* ACTION ITEM
The word to look for is "first". Report every line of the entries below that has it.

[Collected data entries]
# # #

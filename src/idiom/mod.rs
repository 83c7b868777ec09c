pub mod loader;

use std::collections::HashMap;

use serde::{Deserialize, Serialize};

/// 前缀匹配固定取成语的前 3 个字符
pub const PREFIX_CHARS: usize = 3;

#[derive(Debug, Clone, Default, PartialEq, Eq, Serialize, Deserialize)]
#[serde(default)]
pub struct Idiom {
    pub word: String,
    pub pinyin: String,
    pub explanation: String,
    pub derivation: String,
    pub example: String,
    pub abbreviation: String,
}

/// 启动时构建、之后只读的成语目录
#[derive(Debug, Default)]
pub struct IdiomCatalog {
    index: HashMap<String, Idiom>,
    words: Vec<String>,
    by_head: HashMap<String, Vec<usize>>,
}

#[derive(Debug, Default, Clone, Copy, PartialEq, Eq)]
pub struct BuildStats {
    pub records: usize,
    pub skipped_empty: usize,
    pub duplicates: usize,
}

impl IdiomCatalog {
    pub fn from_records(records: Vec<Idiom>) -> Self {
        Self::build(records).0
    }

    /// Duplicate words collapse to the last record seen.
    pub fn build(records: Vec<Idiom>) -> (Self, BuildStats) {
        let mut stats = BuildStats {
            records: records.len(),
            ..BuildStats::default()
        };

        let mut index: HashMap<String, Idiom> = HashMap::with_capacity(records.len());
        for idiom in records {
            if idiom.word.is_empty() {
                stats.skipped_empty += 1;
                continue;
            }
            if index.insert(idiom.word.clone(), idiom).is_some() {
                stats.duplicates += 1;
            }
        }

        let words: Vec<String> = index.keys().cloned().collect();

        let mut by_head: HashMap<String, Vec<usize>> = HashMap::new();
        for (pos, word) in words.iter().enumerate() {
            if let Some(head) = leading_chars(word, PREFIX_CHARS) {
                by_head.entry(head.to_string()).or_default().push(pos);
            }
        }

        (
            Self {
                index,
                words,
                by_head,
            },
            stats,
        )
    }

    /// 返回前 3 个字符与 `prefix` 完全相同的成语，顺序与词表一致
    pub fn find_by_prefix(&self, prefix: &str) -> Vec<String> {
        match self.by_head.get(prefix) {
            Some(positions) => positions
                .iter()
                .map(|&pos| self.words[pos].clone())
                .collect(),
            None => Vec::new(),
        }
    }

    pub fn get_detail(&self, word: &str) -> Option<&Idiom> {
        self.index.get(word)
    }

    pub fn words(&self) -> &[String] {
        &self.words
    }

    pub fn len(&self) -> usize {
        self.index.len()
    }

    pub fn is_empty(&self) -> bool {
        self.index.is_empty()
    }
}

/// Returns the first `n` characters of `s`, or `None` when `s` is shorter.
pub fn leading_chars(s: &str, n: usize) -> Option<&str> {
    if n == 0 {
        return Some("");
    }
    let mut indices = s
        .char_indices()
        .map(|(i, _)| i)
        .chain(std::iter::once(s.len()));
    indices.nth(n).map(|end| &s[..end])
}

/// 单个成语的前缀判断，结果与 `find_by_prefix` 一致
pub fn head_matches(word: &str, prefix: &str) -> bool {
    leading_chars(word, PREFIX_CHARS).is_some_and(|head| head == prefix)
}

#[cfg(test)]
mod tests {
    use super::*;

    fn idiom(word: &str, pinyin: &str) -> Idiom {
        Idiom {
            word: word.to_string(),
            pinyin: pinyin.to_string(),
            ..Idiom::default()
        }
    }

    fn sample() -> IdiomCatalog {
        IdiomCatalog::from_records(vec![
            idiom("一马当先", "yī mǎ dāng xiān"),
            idiom("一马平川", "yī mǎ píng chuān"),
            idiom("二三其德", "èr sān qí dé"),
        ])
    }

    #[test]
    fn leading_chars_counts_characters_not_bytes() {
        assert_eq!(leading_chars("一马当先", 3), Some("一马当"));
        assert_eq!(leading_chars("abc", 3), Some("abc"));
        assert_eq!(leading_chars("一马", 3), None);
        assert_eq!(leading_chars("", 3), None);
        assert_eq!(leading_chars("", 0), Some(""));
    }

    #[test]
    fn prefix_match_is_exact_three_characters() {
        let catalog = sample();
        assert_eq!(catalog.find_by_prefix("一马当"), vec!["一马当先".to_string()]);

        let mut both = catalog.find_by_prefix("一马平");
        both.extend(catalog.find_by_prefix("一马当"));
        both.sort();
        assert_eq!(both, vec!["一马平川".to_string(), "一马当先".to_string()]);

        assert!(catalog.find_by_prefix("一马").is_empty());
        assert!(catalog.find_by_prefix("一").is_empty());
        assert!(catalog.find_by_prefix("一马当先").is_empty());
    }

    #[test]
    fn short_words_and_prefixes_never_match() {
        let catalog =
            IdiomCatalog::from_records(vec![idiom("一", ""), idiom("ab", ""), idiom("abcd", "")]);
        assert_eq!(catalog.find_by_prefix("abc"), vec!["abcd".to_string()]);
        assert!(catalog.find_by_prefix("").is_empty());
        assert!(catalog.find_by_prefix("ab").is_empty());
        assert!(!head_matches("ab", "ab"));
    }

    #[test]
    fn three_character_word_matches_itself() {
        let catalog = IdiomCatalog::from_records(vec![idiom("莫须有", "mò xū yǒu")]);
        assert_eq!(catalog.find_by_prefix("莫须有"), vec!["莫须有".to_string()]);
    }

    #[test]
    fn detail_lookup_returns_record_or_none() {
        let catalog = sample();
        let detail = catalog.get_detail("一马平川").expect("known word");
        assert_eq!(detail.pinyin, "yī mǎ píng chuān");
        assert!(catalog.get_detail("不存在").is_none());
        assert!(catalog.get_detail("").is_none());
    }

    #[test]
    fn duplicate_words_keep_last_record() {
        let (catalog, stats) =
            IdiomCatalog::build(vec![idiom("重复", "first"), idiom("重复", "second")]);
        assert_eq!(catalog.len(), 1);
        assert_eq!(catalog.words().len(), 1);
        assert_eq!(catalog.get_detail("重复").unwrap().pinyin, "second");
        assert_eq!(stats.duplicates, 1);
    }

    #[test]
    fn empty_words_are_skipped() {
        let (catalog, stats) = IdiomCatalog::build(vec![idiom("", "x"), idiom("一马当先", "")]);
        assert_eq!(catalog.len(), 1);
        assert_eq!(stats.skipped_empty, 1);
        assert!(catalog.get_detail("").is_none());
    }

    #[test]
    fn missing_fields_deserialize_as_empty() {
        let parsed: Idiom = serde_json::from_str(r#"{"word":"一马当先"}"#).unwrap();
        assert_eq!(parsed.word, "一马当先");
        assert!(parsed.explanation.is_empty());
        assert!(parsed.abbreviation.is_empty());
    }

    #[test]
    fn empty_catalog_answers_empty() {
        let catalog = IdiomCatalog::default();
        assert!(catalog.is_empty());
        assert!(catalog.find_by_prefix("一马当").is_empty());
        assert!(catalog.get_detail("一马当先").is_none());
    }
}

# # #

* EXPECTED OUTPUT
/// Returns the first `n` characters of `s`, or `None` when `s` is shorter.
            IdiomCatalog::build(vec![idiom("重复", "first"), idiom("重复", "second")]);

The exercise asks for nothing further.